Take me back to when the saddest part of good omens was the bandstand scene and the most contentious debate was how aziraphale managed to get into the bathtub without getting crowleys socks wet.
i don't understand why are people acting like "this was the only way go could've ended" like its a force of nature and not a scripted tv show... cmon guys
I want to ask what they were thinking using a team of allocishet white men who specialize in dark fantasy and horror to write a queer comedy in 2026, but I suspect the reason is no one respectable would touch Neil Gaiman's work after we found out about his rapist history.
And it'd be nice if they gave a fuck, but they don't even care enough to watch it.
And now we know what was wrong with Good Omens 3, and I am so sorry for all of us it let down. Both the fans and creative team who loved it and did their best.
Wasn't the whole point of the original book (and season 1) that people do actually have free will? Like, heaven and hell were trying to follow the plan they have always believed in, and then it just never came true because the main characters have proven that the big plan is bullshit. And yeah, they have talked about the possibility of heaven and hell fighting against humanity... But doesn't that kind of prove that humanity is one of the big players? As strong as the supernatural forces? I don't know, the finale seemed to contradict the main themes to me. Also, I just personally dislike the plot in which the ineffable husbands do actually affect the narrative. Them being totally fucking useless was my favourite gag ever. Anyway, in my personal universe, this finale is not even canon. Everyone else can go on enjoying it, of course.

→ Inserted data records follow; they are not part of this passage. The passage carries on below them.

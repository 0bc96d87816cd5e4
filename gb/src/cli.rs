//! CLI command definitions and subcommands

use clap::{Parser, Subcommand};
use std::path::PathBuf;
use tracing::debug;

/// golbroker - distributed Game of Life
#[derive(Parser)]
#[command(
    name = "gb",
    about = "Distributed Game of Life on a toroidal grid: broker, workers and client",
    version = env!("CARGO_PKG_VERSION"),
)]
pub struct Cli {
    /// Path to config file
    #[arg(short, long, global = true, help = "Path to config file")]
    pub config: Option<PathBuf>,

    /// Log level (TRACE, DEBUG, INFO, WARN, ERROR)
    #[arg(
        short = 'l',
        long = "log-level",
        global = true,
        help = "Log level (TRACE, DEBUG, INFO, WARN, ERROR)"
    )]
    pub log_level: Option<String>,

    /// Subcommand to execute
    #[command(subcommand)]
    pub command: Command,
}

/// CLI subcommands
#[derive(Debug, Subcommand)]
pub enum Command {
    /// Run a broker that workers subscribe to
    Broker {
        /// Address to listen on
        #[arg(long)]
        listen: Option<String>,

        /// Append run events to this JSONL file
        #[arg(long)]
        event_log: Option<PathBuf>,
    },

    /// Run a worker and subscribe it to a broker
    Worker {
        /// Address to listen on
        #[arg(long)]
        listen: Option<String>,

        /// Broker to subscribe to
        #[arg(short, long)]
        broker: Option<String>,

        /// Address the broker should dial, if not the listen address
        #[arg(long)]
        advertise: Option<String>,
    },

    /// Run a simulation on a broker, or locally when none answers
    Run {
        /// Turns to run
        #[arg(short, long)]
        turns: Option<u64>,

        /// In-process lanes for local runs
        #[arg(short = 'j', long)]
        threads: Option<usize>,

        /// Image width
        #[arg(short = 'W', long)]
        width: Option<usize>,

        /// Image height
        #[arg(short = 'H', long)]
        height: Option<usize>,

        /// Broker address
        #[arg(short, long)]
        broker: Option<String>,

        /// Run in-process without trying a broker
        #[arg(long)]
        local: bool,

        /// Directory holding input images
        #[arg(long)]
        images: Option<PathBuf>,

        /// Directory for output images
        #[arg(long)]
        out: Option<PathBuf>,

        /// Append run events to this JSONL file
        #[arg(long)]
        event_log: Option<PathBuf>,

        /// Ignore stdin key commands
        #[arg(long)]
        no_keys: bool,
    },

    /// Ping a broker to check if it's alive and responsive
    Ping {
        /// Broker address
        #[arg(short, long)]
        broker: Option<String>,
    },
}

impl Command {
    /// Name used for the log file
    pub fn role(&self) -> &'static str {
        match self {
            Command::Broker { .. } => "broker",
            Command::Worker { .. } => "worker",
            Command::Run { .. } => "run",
            Command::Ping { .. } => "ping",
        }
    }
}

/// Directory log files are written to
pub fn get_log_dir() -> PathBuf {
    dirs::data_local_dir()
        .unwrap_or_else(|| PathBuf::from("."))
        .join("golbroker")
        .join("logs")
}

/// Log file for a role
pub fn get_log_path(role: &str) -> PathBuf {
    debug!(%role, "get_log_path: called");
    get_log_dir().join(format!("gb-{}.log", role))
}

/// Help footer pointing at the logs
pub fn generate_after_help() -> String {
    format!(
        "Logs are written to {}\nKeys during `gb run` (then Enter): s snapshot, p pause/resume, q quit, k kill",
        get_log_dir().display()
    )
}
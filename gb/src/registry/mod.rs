//! WorkerRegistry - the live set of compute endpoints
//!
//! Guarded separately from the coordinator's world state: subscribing a worker
//! never waits on a turn, and a control query never waits on a subscription.
//! Every mutation bumps a generation counter so the turn loop knows when its
//! cached band layout is stale.

use std::fmt;
use std::sync::Arc;

use tokio::sync::RwLock;
use tracing::{debug, info, warn};
use uuid::Uuid;

use crate::compute::BandCompute;

/// A registered compute endpoint, local or remote
#[derive(Clone)]
pub struct WorkerHandle {
    pub id: Uuid,
    pub address: String,
    pub client: Arc<dyn BandCompute>,
}

impl fmt::Debug for WorkerHandle {
    fn fmt(&self, f: &mut fmt::Formatter<'_>) -> fmt::Result {
        f.debug_struct("WorkerHandle")
            .field("id", &self.id)
            .field("address", &self.address)
            .finish()
    }
}

/// The registry as seen at one turn boundary
#[derive(Debug, Clone)]
pub struct RegistrySnapshot {
    pub generation: u64,
    pub workers: Vec<WorkerHandle>,
}

#[derive(Default)]
struct Inner {
    workers: Vec<WorkerHandle>,
    generation: u64,
}

/// Shared, cloneable registry of workers in subscription order
#[derive(Clone, Default)]
pub struct WorkerRegistry {
    inner: Arc<RwLock<Inner>>,
}

impl WorkerRegistry {
    pub fn new() -> Self {
        debug!("WorkerRegistry::new: called");
        Self::default()
    }

    /// Build a registry pre-filled with local lanes
    pub async fn with_lanes<C>(lanes: Vec<C>) -> Self
    where
        C: BandCompute + 'static,
    {
        let registry = Self::new();
        for lane in lanes {
            let address = lane.endpoint();
            registry.register(address, Arc::new(lane)).await;
        }
        registry
    }

    /// Add a worker; it takes part from the next turn boundary on
    pub async fn register(&self, address: impl Into<String>, client: Arc<dyn BandCompute>) -> Uuid {
        let address = address.into();
        debug!(%address, "WorkerRegistry::register: called");
        let id = Uuid::now_v7();
        let mut inner = self.inner.write().await;
        inner.workers.push(WorkerHandle {
            id,
            address: address.clone(),
            client,
        });
        inner.generation += 1;
        info!(%id, %address, workers = inner.workers.len(), "worker registered");
        id
    }

    /// Remove a worker, returning it if it was present
    pub async fn remove(&self, id: Uuid) -> Option<WorkerHandle> {
        debug!(%id, "WorkerRegistry::remove: called");
        let mut inner = self.inner.write().await;
        let pos = inner.workers.iter().position(|w| w.id == id)?;
        let handle = inner.workers.remove(pos);
        inner.generation += 1;
        info!(%id, address = %handle.address, workers = inner.workers.len(), "worker removed");
        Some(handle)
    }

    pub async fn snapshot(&self) -> RegistrySnapshot {
        let inner = self.inner.read().await;
        RegistrySnapshot {
            generation: inner.generation,
            workers: inner.workers.clone(),
        }
    }

    pub async fn len(&self) -> usize {
        self.inner.read().await.workers.len()
    }

    pub async fn is_empty(&self) -> bool {
        self.inner.read().await.workers.is_empty()
    }

    pub async fn generation(&self) -> u64 {
        self.inner.read().await.generation
    }

    /// Send terminate to every worker and empty the registry
    ///
    /// Returns how many workers acknowledged.
    pub async fn terminate_all(&self) -> usize {
        debug!("WorkerRegistry::terminate_all: called");
        let workers = {
            let mut inner = self.inner.write().await;
            inner.generation += 1;
            std::mem::take(&mut inner.workers)
        };
        let results = futures::future::join_all(workers.iter().map(|w| w.client.terminate())).await;
        let mut acknowledged = 0;
        for (worker, result) in workers.iter().zip(results) {
            match result {
                Ok(()) => acknowledged += 1,
                Err(e) => warn!(id = %worker.id, address = %worker.address, error = %e, "terminate failed"),
            }
        }
        info!(acknowledged, total = workers.len(), "workers terminated");
        acknowledged
    }
}
//! Run parameters shared by the distributor, the broker and the turn loop

use serde::{Deserialize, Serialize};

use super::world::{GridError, World};

/// Parameters of one simulation run
#[derive(Debug, Clone, Copy, PartialEq, Eq, Serialize, Deserialize)]
pub struct Params {
    /// Number of turns to run
    pub turns: u64,
    /// In-process lanes used when running locally
    pub threads: usize,
    pub image_width: usize,
    pub image_height: usize,
}

impl Params {
    pub fn new(turns: u64, threads: usize, image_width: usize, image_height: usize) -> Self {
        Self {
            turns,
            threads,
            image_width,
            image_height,
        }
    }

    /// Base name of the input image, e.g. `512x512`
    pub fn input_name(&self) -> String {
        format!("{}x{}", self.image_width, self.image_height)
    }

    /// Base name of an output image at `turn`, e.g. `512x512x100`
    pub fn output_name(&self, turn: u64) -> String {
        format!("{}x{}x{}", self.image_width, self.image_height, turn)
    }

    /// Fail unless `world` has the dimensions these params describe
    pub fn check_world(&self, world: &World) -> Result<(), GridError> {
        world.ensure_dimensions(self.image_width, self.image_height)
    }
}

#[cfg(test)]
mod tests {
    use super::*;

    #[test]
    fn test_image_names() {
        let params = Params::new(100, 4, 512, 256);
        assert_eq!(params.input_name(), "512x256");
        assert_eq!(params.output_name(100), "512x256x100");
    }

    #[test]
    fn test_check_world() {
        let params = Params::new(1, 1, 4, 4);
        assert!(params.check_world(&World::new(4, 4).unwrap()).is_ok());
        assert!(params.check_world(&World::new(4, 5).unwrap()).is_err());
    }
}
//! RPC message types
//!
//! One JSON document per line, internally tagged by `type`. A connection
//! carries exactly one request and its response.

use serde::{Deserialize, Serialize};
use uuid::Uuid;

use crate::domain::{BandOutput, BandSlice, Params, World};

/// Requests to a broker
#[derive(Debug, Clone, Serialize, Deserialize, PartialEq, Eq)]
#[serde(tag = "type")]
pub enum BrokerRequest {
    /// Check the broker is alive
    Ping,

    /// Register the worker listening at `address`
    Subscribe { address: String },

    /// Remove a worker, sent by the worker itself on shutdown
    Unsubscribe { worker_id: Uuid },

    /// Run a whole simulation; answered when the run ends
    RunTurns { world: World, params: Params },

    TogglePause,

    Quit,

    /// Quit, terminate every worker and shut the broker down
    Kill,

    Snapshot,

    AliveCount,
}

/// Responses from a broker
#[derive(Debug, Clone, Serialize, Deserialize, PartialEq, Eq)]
#[serde(tag = "type")]
pub enum BrokerResponse {
    Pong { version: String },

    Subscribed { worker_id: Uuid },

    /// Acknowledgment
    Ok,

    RunComplete { world: World, turn: u64 },

    PauseToggled { turn: u64, paused: bool },

    /// World and turn answered by Quit, Kill and Snapshot
    State { world: World, turn: u64 },

    AliveCount { turn: u64, count: usize },

    Error { message: String },
}

/// Requests to a worker
#[derive(Debug, Clone, Serialize, Deserialize, PartialEq, Eq)]
#[serde(tag = "type")]
pub enum WorkerRequest {
    Ping,

    /// Compute the next generation of one band
    ComputeBand { slice: BandSlice, turn: u64 },

    /// Shut the worker process down
    Terminate,
}

/// Responses from a worker
#[derive(Debug, Clone, Serialize, Deserialize, PartialEq, Eq)]
#[serde(tag = "type")]
pub enum WorkerResponse {
    Pong { version: String },

    Band { output: BandOutput },

    Ok,

    Error { message: String },
}
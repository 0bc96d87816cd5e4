//! Event sink for run observability
//!
//! Every turn, the turn loop and the band computations emit events into one
//! append-only channel. A display or logging collaborator consumes it.
//!
//! # Ordering
//!
//! ```text
//!   band 0 task ──┐
//!   band 1 task ──┼──► CellFlipped(t) ...  ──►  TurnComplete(t)  ──►  CellFlipped(t+1) ...
//!   band N task ──┘        (any interleaving       (after fan-in)
//!                           across bands)
//! ```
//!
//! - `TurnComplete` events arrive in strictly increasing turn order
//! - every `CellFlipped` of turn `t` arrives before `TurnComplete(t)`
//! - flips of one turn from different bands may interleave
//!
//! See [`GolEvent`] for the complete list of events.

mod bus;
mod logger;
mod types;

pub use bus::{EventEmitter, create_event_channel};
pub use logger::{EventLogger, read_events, spawn_event_logger};
pub use types::{EventLogEntry, GolEvent, RunState};
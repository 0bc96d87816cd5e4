//! Row bands and the partitioner
//!
//! A band is a half-open row range `[start, end)` handed to one compute
//! endpoint for one turn. Bands are recomputed only when the worker set changes.

use std::ops::Range;

use serde::{Deserialize, Serialize};
use thiserror::Error;
use tracing::debug;

/// Errors from partitioning a grid
#[derive(Debug, Clone, Error, PartialEq, Eq)]
pub enum PartitionError {
    #[error("Cannot partition {height} rows across zero workers")]
    NoWorkers { height: usize },
}

/// Half-open row range `[start, end)`
#[derive(Debug, Clone, Copy, PartialEq, Eq, Hash, Serialize, Deserialize)]
pub struct Band {
    pub start: usize,
    pub end: usize,
}

impl Band {
    pub fn new(start: usize, end: usize) -> Self {
        debug_assert!(start <= end);
        Self { start, end }
    }

    /// Number of rows in the band
    pub fn len(&self) -> usize {
        self.end - self.start
    }

    pub fn is_empty(&self) -> bool {
        self.start == self.end
    }

    pub fn rows(&self) -> Range<usize> {
        self.start..self.end
    }
}

/// Split `height` rows into `worker_count` ordered bands
///
/// Each band gets `height / worker_count` rows and the last band also absorbs
/// the remainder. When there are more workers than rows the leading bands are
/// empty.
pub fn partition(height: usize, worker_count: usize) -> Result<Vec<Band>, PartitionError> {
    debug!(height, worker_count, "partition: called");
    if worker_count == 0 {
        return Err(PartitionError::NoWorkers { height });
    }
    let base = height / worker_count;
    let remainder = height % worker_count;
    let bands = (0..worker_count)
        .map(|i| {
            let start = i * base;
            let mut end = (i + 1) * base;
            if i == worker_count - 1 {
                end += remainder;
            }
            Band::new(start, end)
        })
        .collect();
    Ok(bands)
}

/// The rows a band computation reads: one wrapped row above, the band's own
/// rows, one wrapped row below
#[derive(Debug, Clone, PartialEq, Eq, Serialize, Deserialize)]
#[serde(try_from = "BandSliceRepr")]
pub struct BandSlice {
    pub band: Band,
    pub width: usize,
    /// Height of the whole world, not of the slice
    pub height: usize,
    pub rows: Vec<u8>,
}

#[derive(Deserialize)]
struct BandSliceRepr {
    band: Band,
    width: usize,
    height: usize,
    rows: Vec<u8>,
}

impl TryFrom<BandSliceRepr> for BandSlice {
    type Error = String;

    fn try_from(repr: BandSliceRepr) -> Result<Self, Self::Error> {
        if repr.band.start > repr.band.end || repr.band.end > repr.height {
            return Err(format!(
                "band [{}, {}) does not fit a world of height {}",
                repr.band.start, repr.band.end, repr.height
            ));
        }
        let expected = (repr.band.len() + 2) * repr.width;
        if repr.rows.len() != expected {
            return Err(format!("slice holds {} cells, expected {}", repr.rows.len(), expected));
        }
        Ok(BandSlice {
            band: repr.band,
            width: repr.width,
            height: repr.height,
            rows: repr.rows,
        })
    }
}

impl BandSlice {
    /// Byte at `x` of slice row `row`, where row 0 is the halo row above the band
    pub fn byte_at(&self, row: usize, x: usize) -> u8 {
        self.rows[row * self.width + x]
    }
}

/// Next-generation rows for one band
#[derive(Debug, Clone, PartialEq, Eq, Serialize, Deserialize)]
pub struct BandOutput {
    pub band: Band,
    pub cells: Vec<u8>,
}

impl BandOutput {
    /// True when the output holds exactly the band's rows at `width`
    pub fn fits(&self, band: Band, width: usize) -> bool {
        self.band == band && self.cells.len() == band.len() * width
    }
}

#[cfg(test)]
mod tests {
    use super::*;
    use proptest::prelude::*;

    #[test]
    fn test_partition_even_split() {
        let bands = partition(16, 4).unwrap();
        assert_eq!(
            bands,
            vec![Band::new(0, 4), Band::new(4, 8), Band::new(8, 12), Band::new(12, 16)]
        );
    }

    #[test]
    fn test_partition_remainder_goes_to_last_band() {
        let bands = partition(10, 3).unwrap();
        assert_eq!(bands, vec![Band::new(0, 3), Band::new(3, 6), Band::new(6, 10)]);
    }

    #[test]
    fn test_partition_single_worker_covers_everything() {
        assert_eq!(partition(7, 1).unwrap(), vec![Band::new(0, 7)]);
    }

    #[test]
    fn test_partition_more_workers_than_rows() {
        let bands = partition(2, 4).unwrap();
        assert_eq!(bands.len(), 4);
        assert!(bands[..3].iter().all(Band::is_empty));
        assert_eq!(bands[3], Band::new(0, 2));
    }

    #[test]
    fn test_partition_zero_workers_fails_fast() {
        assert_eq!(partition(16, 0), Err(PartitionError::NoWorkers { height: 16 }));
    }

    #[test]
    fn test_band_output_fits() {
        let band = Band::new(2, 4);
        let output = BandOutput {
            band,
            cells: vec![0; 6],
        };
        assert!(output.fits(band, 3));
        assert!(!output.fits(band, 4));
        assert!(!output.fits(Band::new(2, 5), 3));
    }

    #[test]
    fn test_band_slice_rejects_wrong_row_count() {
        let json = r#"{"band":{"start":0,"end":2},"width":2,"height":4,"rows":[0,0,0]}"#;
        assert!(serde_json::from_str::<BandSlice>(json).is_err());
    }

    #[test]
    fn test_band_slice_rejects_band_past_height() {
        let json = r#"{"band":{"start":3,"end":5},"width":1,"height":4,"rows":[0,0,0,0]}"#;
        assert!(serde_json::from_str::<BandSlice>(json).is_err());
    }

    proptest! {
        #[test]
        fn prop_partition_is_ordered_disjoint_and_complete(height in 0usize..2048, workers in 1usize..64) {
            let bands = partition(height, workers).unwrap();
            prop_assert_eq!(bands.len(), workers);

            let mut next = 0;
            for band in &bands {
                prop_assert_eq!(band.start, next);
                prop_assert!(band.start <= band.end);
                next = band.end;
            }
            prop_assert_eq!(next, height);
            prop_assert_eq!(bands.iter().map(Band::len).sum::<usize>(), height);
        }
    }
}
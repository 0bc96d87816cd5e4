//! Coordinator configuration

use serde::{Deserialize, Serialize};
use std::time::Duration;
use tracing::debug;

/// Coordinator configuration
#[derive(Debug, Clone, PartialEq, Eq, Serialize, Deserialize)]
#[serde(rename_all = "kebab-case")]
pub struct CoordinatorConfig {
    /// Channel buffer size for coordinator requests
    #[serde(default = "default_channel_buffer")]
    pub channel_buffer: usize,

    /// Longest wait for one band result before the endpoint counts as failed
    #[serde(default = "default_band_timeout_ms")]
    pub band_timeout_ms: u64,

    /// Other live workers to try before giving up on a failed band
    #[serde(default = "default_max_redispatch")]
    pub max_redispatch: usize,

    /// Compute a band in-process when no worker could
    #[serde(default = "default_local_fallback")]
    pub local_fallback: bool,
}

fn default_channel_buffer() -> usize {
    debug!("default_channel_buffer: called");
    256
}

fn default_band_timeout_ms() -> u64 {
    debug!("default_band_timeout_ms: called");
    30_000
}

fn default_max_redispatch() -> usize {
    debug!("default_max_redispatch: called");
    2
}

fn default_local_fallback() -> bool {
    debug!("default_local_fallback: called");
    true
}

impl Default for CoordinatorConfig {
    fn default() -> Self {
        debug!("CoordinatorConfig::default: called");
        Self {
            channel_buffer: default_channel_buffer(),
            band_timeout_ms: default_band_timeout_ms(),
            max_redispatch: default_max_redispatch(),
            local_fallback: default_local_fallback(),
        }
    }
}

impl CoordinatorConfig {
    /// Band timeout as a Duration
    pub fn band_timeout(&self) -> Duration {
        debug!(band_timeout_ms = %self.band_timeout_ms, "CoordinatorConfig::band_timeout: called");
        Duration::from_millis(self.band_timeout_ms)
    }
}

I will say this, though: it's very clear that season 1 of gomens was intended to be the only version of the story when it aired. Gaiman may have had other vague ideas for a continuation in the back of his mind, but gomens was originally greenlit by Amazon for a single season with the assumption that this was all it was going to be. Therefore, season 1's ending of the world being saved and Aziraphale and Crowley having forever was written to be canonical. The fact that this idiot retconned things years later doesn't change that, when he did write in all those extra scenes of Aziraphale and Crowley throughout the millennia, they were written with the intention to matter. In the s1 universe, their time together mattered and never got erased.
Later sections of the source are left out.